WHAT IS NEEDED: Entries follow. Set all of them down as they stand.

RECORDED DATA:

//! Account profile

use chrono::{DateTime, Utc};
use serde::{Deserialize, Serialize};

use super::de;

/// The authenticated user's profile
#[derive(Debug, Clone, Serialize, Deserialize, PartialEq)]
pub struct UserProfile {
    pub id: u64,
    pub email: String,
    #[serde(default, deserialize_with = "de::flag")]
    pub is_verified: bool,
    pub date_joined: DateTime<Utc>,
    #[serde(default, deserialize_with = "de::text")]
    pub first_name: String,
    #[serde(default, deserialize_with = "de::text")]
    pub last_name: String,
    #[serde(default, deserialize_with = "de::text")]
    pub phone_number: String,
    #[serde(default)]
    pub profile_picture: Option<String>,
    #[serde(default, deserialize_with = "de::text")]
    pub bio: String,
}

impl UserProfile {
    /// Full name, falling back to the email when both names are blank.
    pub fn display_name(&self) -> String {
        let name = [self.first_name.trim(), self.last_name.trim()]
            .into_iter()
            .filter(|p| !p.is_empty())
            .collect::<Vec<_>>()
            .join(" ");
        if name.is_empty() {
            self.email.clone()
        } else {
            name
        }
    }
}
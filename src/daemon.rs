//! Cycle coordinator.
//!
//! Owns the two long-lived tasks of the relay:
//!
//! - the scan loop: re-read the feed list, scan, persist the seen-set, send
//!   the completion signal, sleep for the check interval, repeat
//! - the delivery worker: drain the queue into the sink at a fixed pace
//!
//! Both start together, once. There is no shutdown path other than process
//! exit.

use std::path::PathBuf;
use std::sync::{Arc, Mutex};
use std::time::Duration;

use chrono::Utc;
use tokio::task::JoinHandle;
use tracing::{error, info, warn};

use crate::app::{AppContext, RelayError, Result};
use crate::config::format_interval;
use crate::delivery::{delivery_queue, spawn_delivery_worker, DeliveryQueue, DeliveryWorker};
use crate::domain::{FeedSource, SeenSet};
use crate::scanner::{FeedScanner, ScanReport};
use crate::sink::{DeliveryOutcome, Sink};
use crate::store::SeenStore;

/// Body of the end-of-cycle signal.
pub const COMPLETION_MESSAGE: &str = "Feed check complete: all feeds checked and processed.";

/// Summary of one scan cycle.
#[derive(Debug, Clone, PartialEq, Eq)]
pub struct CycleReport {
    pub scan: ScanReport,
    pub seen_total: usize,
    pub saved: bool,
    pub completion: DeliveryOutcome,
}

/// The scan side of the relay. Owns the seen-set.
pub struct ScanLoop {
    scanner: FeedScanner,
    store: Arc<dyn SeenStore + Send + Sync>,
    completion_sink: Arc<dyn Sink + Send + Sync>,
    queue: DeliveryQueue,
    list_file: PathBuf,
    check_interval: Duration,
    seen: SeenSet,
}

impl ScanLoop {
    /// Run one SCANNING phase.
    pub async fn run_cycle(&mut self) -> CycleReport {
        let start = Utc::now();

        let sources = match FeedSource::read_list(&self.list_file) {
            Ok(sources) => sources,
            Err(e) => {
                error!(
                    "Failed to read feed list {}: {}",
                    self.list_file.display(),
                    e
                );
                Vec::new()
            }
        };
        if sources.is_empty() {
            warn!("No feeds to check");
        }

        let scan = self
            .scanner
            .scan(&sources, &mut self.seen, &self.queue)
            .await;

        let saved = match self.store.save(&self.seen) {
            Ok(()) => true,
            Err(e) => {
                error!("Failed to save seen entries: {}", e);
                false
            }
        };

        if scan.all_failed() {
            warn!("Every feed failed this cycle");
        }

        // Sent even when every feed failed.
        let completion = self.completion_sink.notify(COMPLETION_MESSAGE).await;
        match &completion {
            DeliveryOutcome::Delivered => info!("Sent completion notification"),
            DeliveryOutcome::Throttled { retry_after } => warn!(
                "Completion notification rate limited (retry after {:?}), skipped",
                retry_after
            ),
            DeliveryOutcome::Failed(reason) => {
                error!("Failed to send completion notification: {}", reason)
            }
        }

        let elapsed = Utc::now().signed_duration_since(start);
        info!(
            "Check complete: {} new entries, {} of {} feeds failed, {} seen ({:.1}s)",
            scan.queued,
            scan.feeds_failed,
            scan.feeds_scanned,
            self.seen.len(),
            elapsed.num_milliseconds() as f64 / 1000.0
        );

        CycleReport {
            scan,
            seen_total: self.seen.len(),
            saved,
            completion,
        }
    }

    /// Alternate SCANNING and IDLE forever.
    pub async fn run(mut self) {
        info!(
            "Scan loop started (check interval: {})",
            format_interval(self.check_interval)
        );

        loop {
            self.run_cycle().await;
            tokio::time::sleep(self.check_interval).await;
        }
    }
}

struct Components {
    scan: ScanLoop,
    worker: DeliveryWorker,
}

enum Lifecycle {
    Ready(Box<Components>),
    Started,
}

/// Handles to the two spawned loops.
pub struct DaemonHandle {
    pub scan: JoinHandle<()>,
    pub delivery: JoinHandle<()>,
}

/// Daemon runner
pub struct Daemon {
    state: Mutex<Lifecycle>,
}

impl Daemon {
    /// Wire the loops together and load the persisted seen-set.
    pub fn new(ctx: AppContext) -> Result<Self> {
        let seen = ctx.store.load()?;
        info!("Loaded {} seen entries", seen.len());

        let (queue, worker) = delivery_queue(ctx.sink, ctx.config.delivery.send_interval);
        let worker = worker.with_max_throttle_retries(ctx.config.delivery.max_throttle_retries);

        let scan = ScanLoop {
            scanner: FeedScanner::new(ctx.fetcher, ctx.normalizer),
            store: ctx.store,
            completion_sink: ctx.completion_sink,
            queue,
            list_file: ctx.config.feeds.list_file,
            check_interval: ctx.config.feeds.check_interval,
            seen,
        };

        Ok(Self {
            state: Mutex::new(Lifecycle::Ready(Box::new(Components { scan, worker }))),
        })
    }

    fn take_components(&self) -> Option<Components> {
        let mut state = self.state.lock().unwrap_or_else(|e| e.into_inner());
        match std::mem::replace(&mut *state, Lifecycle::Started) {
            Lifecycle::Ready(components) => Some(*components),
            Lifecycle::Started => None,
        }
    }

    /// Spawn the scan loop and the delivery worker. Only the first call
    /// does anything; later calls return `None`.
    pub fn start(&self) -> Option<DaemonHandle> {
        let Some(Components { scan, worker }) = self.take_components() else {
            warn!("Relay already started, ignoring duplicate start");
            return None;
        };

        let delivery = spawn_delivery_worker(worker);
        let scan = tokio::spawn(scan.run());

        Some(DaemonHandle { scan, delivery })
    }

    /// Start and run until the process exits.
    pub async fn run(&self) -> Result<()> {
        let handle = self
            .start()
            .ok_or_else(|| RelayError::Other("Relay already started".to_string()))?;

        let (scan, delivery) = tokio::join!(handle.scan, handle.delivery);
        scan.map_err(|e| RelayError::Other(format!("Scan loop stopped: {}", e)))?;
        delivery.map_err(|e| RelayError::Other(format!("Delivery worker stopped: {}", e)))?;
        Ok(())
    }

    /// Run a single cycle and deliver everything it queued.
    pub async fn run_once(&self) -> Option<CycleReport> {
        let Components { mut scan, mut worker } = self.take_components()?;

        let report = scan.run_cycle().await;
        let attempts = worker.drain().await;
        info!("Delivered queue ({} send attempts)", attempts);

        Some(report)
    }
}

SOLUTION:
//! Account profile

use chrono::{DateTime, Utc};
use serde::{Deserialize, Serialize};

use super::de;

/// The authenticated user's profile
#[derive(Debug, Clone, Serialize, Deserialize, PartialEq)]
pub struct UserProfile {
    pub id: u64,
    pub email: String,
    #[serde(default, deserialize_with = "de::flag")]
    pub is_verified: bool,
    pub date_joined: DateTime<Utc>,
    #[serde(default, deserialize_with = "de::text")]
    pub first_name: String,
    #[serde(default, deserialize_with = "de::text")]
    pub last_name: String,
    #[serde(default, deserialize_with = "de::text")]
    pub phone_number: String,
    #[serde(default)]
    pub profile_picture: Option<String>,
    #[serde(default, deserialize_with = "de::text")]
    pub bio: String,
}

impl UserProfile {
    /// Full name, falling back to the email when both names are blank.
    pub fn display_name(&self) -> String {
        let name = [self.first_name.trim(), self.last_name.trim()]
            .into_iter()
            .filter(|p| !p.is_empty())
            .collect::<Vec<_>>()
            .join(" ");
        if name.is_empty() {
            self.email.clone()
        } else {
            name
        }
    }
}
filename src/daemon.rs
//! Cycle coordinator.
//!
//! Owns the two long-lived tasks of the relay:
//!
//! - the scan loop: re-read the feed list, scan, persist the seen-set, send
//!   the completion signal, sleep for the check interval, repeat
//! - the delivery worker: drain the queue into the sink at a fixed pace
//!
//! Both start together, once. There is no shutdown path other than process
//! exit.

use std::path::PathBuf;
use std::sync::{Arc, Mutex};
use std::time::Duration;

use chrono::Utc;
use tokio::task::JoinHandle;
use tracing::{error, info, warn};

use crate::app::{AppContext, RelayError, Result};
use crate::config::format_interval;
use crate::delivery::{delivery_queue, spawn_delivery_worker, DeliveryQueue, DeliveryWorker};
use crate::domain::{FeedSource, SeenSet};
use crate::scanner::{FeedScanner, ScanReport};
use crate::sink::{DeliveryOutcome, Sink};
use crate::store::SeenStore;

/// Body of the end-of-cycle signal.
pub const COMPLETION_MESSAGE: &str = "Feed check complete: all feeds checked and processed.";

/// Summary of one scan cycle.
#[derive(Debug, Clone, PartialEq, Eq)]
pub struct CycleReport {
    pub scan: ScanReport,
    pub seen_total: usize,
    pub saved: bool,
    pub completion: DeliveryOutcome,
}

/// The scan side of the relay. Owns the seen-set.
pub struct ScanLoop {
    scanner: FeedScanner,
    store: Arc<dyn SeenStore + Send + Sync>,
    completion_sink: Arc<dyn Sink + Send + Sync>,
    queue: DeliveryQueue,
    list_file: PathBuf,
    check_interval: Duration,
    seen: SeenSet,
}

impl ScanLoop {
    /// Run one SCANNING phase.
    pub async fn run_cycle(&mut self) -> CycleReport {
        let start = Utc::now();

        let sources = match FeedSource::read_list(&self.list_file) {
            Ok(sources) => sources,
            Err(e) => {
                error!(
                    "Failed to read feed list {}: {}",
                    self.list_file.display(),
                    e
                );
                Vec::new()
            }
        };
        if sources.is_empty() {
            warn!("No feeds to check");
        }

        let scan = self
            .scanner
            .scan(&sources, &mut self.seen, &self.queue)
            .await;

        let saved = match self.store.save(&self.seen) {
            Ok(()) => true,
            Err(e) => {
                error!("Failed to save seen entries: {}", e);
                false
            }
        };

        if scan.all_failed() {
            warn!("Every feed failed this cycle");
        }

        // Sent even when every feed failed.
        let completion = self.completion_sink.notify(COMPLETION_MESSAGE).await;
        match &completion {
            DeliveryOutcome::Delivered => info!("Sent completion notification"),
            DeliveryOutcome::Throttled { retry_after } => warn!(
                "Completion notification rate limited (retry after {:?}), skipped",
                retry_after
            ),
            DeliveryOutcome::Failed(reason) => {
                error!("Failed to send completion notification: {}", reason)
            }
        }

        let elapsed = Utc::now().signed_duration_since(start);
        info!(
            "Check complete: {} new entries, {} of {} feeds failed, {} seen ({:.1}s)",
            scan.queued,
            scan.feeds_failed,
            scan.feeds_scanned,
            self.seen.len(),
            elapsed.num_milliseconds() as f64 / 1000.0
        );

        CycleReport {
            scan,
            seen_total: self.seen.len(),
            saved,
            completion,
        }
    }

    /// Alternate SCANNING and IDLE forever.
    pub async fn run(mut self) {
        info!(
            "Scan loop started (check interval: {})",
            format_interval(self.check_interval)
        );

        loop {
            self.run_cycle().await;
            tokio::time::sleep(self.check_interval).await;
        }
    }
}

struct Components {
    scan: ScanLoop,
    worker: DeliveryWorker,
}

enum Lifecycle {
    Ready(Box<Components>),
    Started,
}

/// Handles to the two spawned loops.
pub struct DaemonHandle {
    pub scan: JoinHandle<()>,
    pub delivery: JoinHandle<()>,
}

/// Daemon runner
pub struct Daemon {
    state: Mutex<Lifecycle>,
}

impl Daemon {
    /// Wire the loops together and load the persisted seen-set.
    pub fn new(ctx: AppContext) -> Result<Self> {
        let seen = ctx.store.load()?;
        info!("Loaded {} seen entries", seen.len());

        let (queue, worker) = delivery_queue(ctx.sink, ctx.config.delivery.send_interval);
        let worker = worker.with_max_throttle_retries(ctx.config.delivery.max_throttle_retries);

        let scan = ScanLoop {
            scanner: FeedScanner::new(ctx.fetcher, ctx.normalizer),
            store: ctx.store,
            completion_sink: ctx.completion_sink,
            queue,
            list_file: ctx.config.feeds.list_file,
            check_interval: ctx.config.feeds.check_interval,
            seen,
        };

        Ok(Self {
            state: Mutex::new(Lifecycle::Ready(Box::new(Components { scan, worker }))),
        })
    }

    fn take_components(&self) -> Option<Components> {
        let mut state = self.state.lock().unwrap_or_else(|e| e.into_inner());
        match std::mem::replace(&mut *state, Lifecycle::Started) {
            Lifecycle::Ready(components) => Some(*components),
            Lifecycle::Started => None,
        }
    }

    /// Spawn the scan loop and the delivery worker. Only the first call
    /// does anything; later calls return `None`.
    pub fn start(&self) -> Option<DaemonHandle> {
        let Some(Components { scan, worker }) = self.take_components() else {
            warn!("Relay already started, ignoring duplicate start");
            return None;
        };

        let delivery = spawn_delivery_worker(worker);
        let scan = tokio::spawn(scan.run());

        Some(DaemonHandle { scan, delivery })
    }

    /// Start and run until the process exits.
    pub async fn run(&self) -> Result<()> {
        let handle = self
            .start()
            .ok_or_else(|| RelayError::Other("Relay already started".to_string()))?;

        let (scan, delivery) = tokio::join!(handle.scan, handle.delivery);
        scan.map_err(|e| RelayError::Other(format!("Scan loop stopped: {}", e)))?;
        delivery.map_err(|e| RelayError::Other(format!("Delivery worker stopped: {}", e)))?;
        Ok(())
    }

    /// Run a single cycle and deliver everything it queued.
    pub async fn run_once(&self) -> Option<CycleReport> {
        let Components { mut scan, mut worker } = self.take_components()?;

        let report = scan.run_cycle().await;
        let attempts = worker.drain().await;
        info!("Delivered queue ({} send attempts)", attempts);

        Some(report)
    }
}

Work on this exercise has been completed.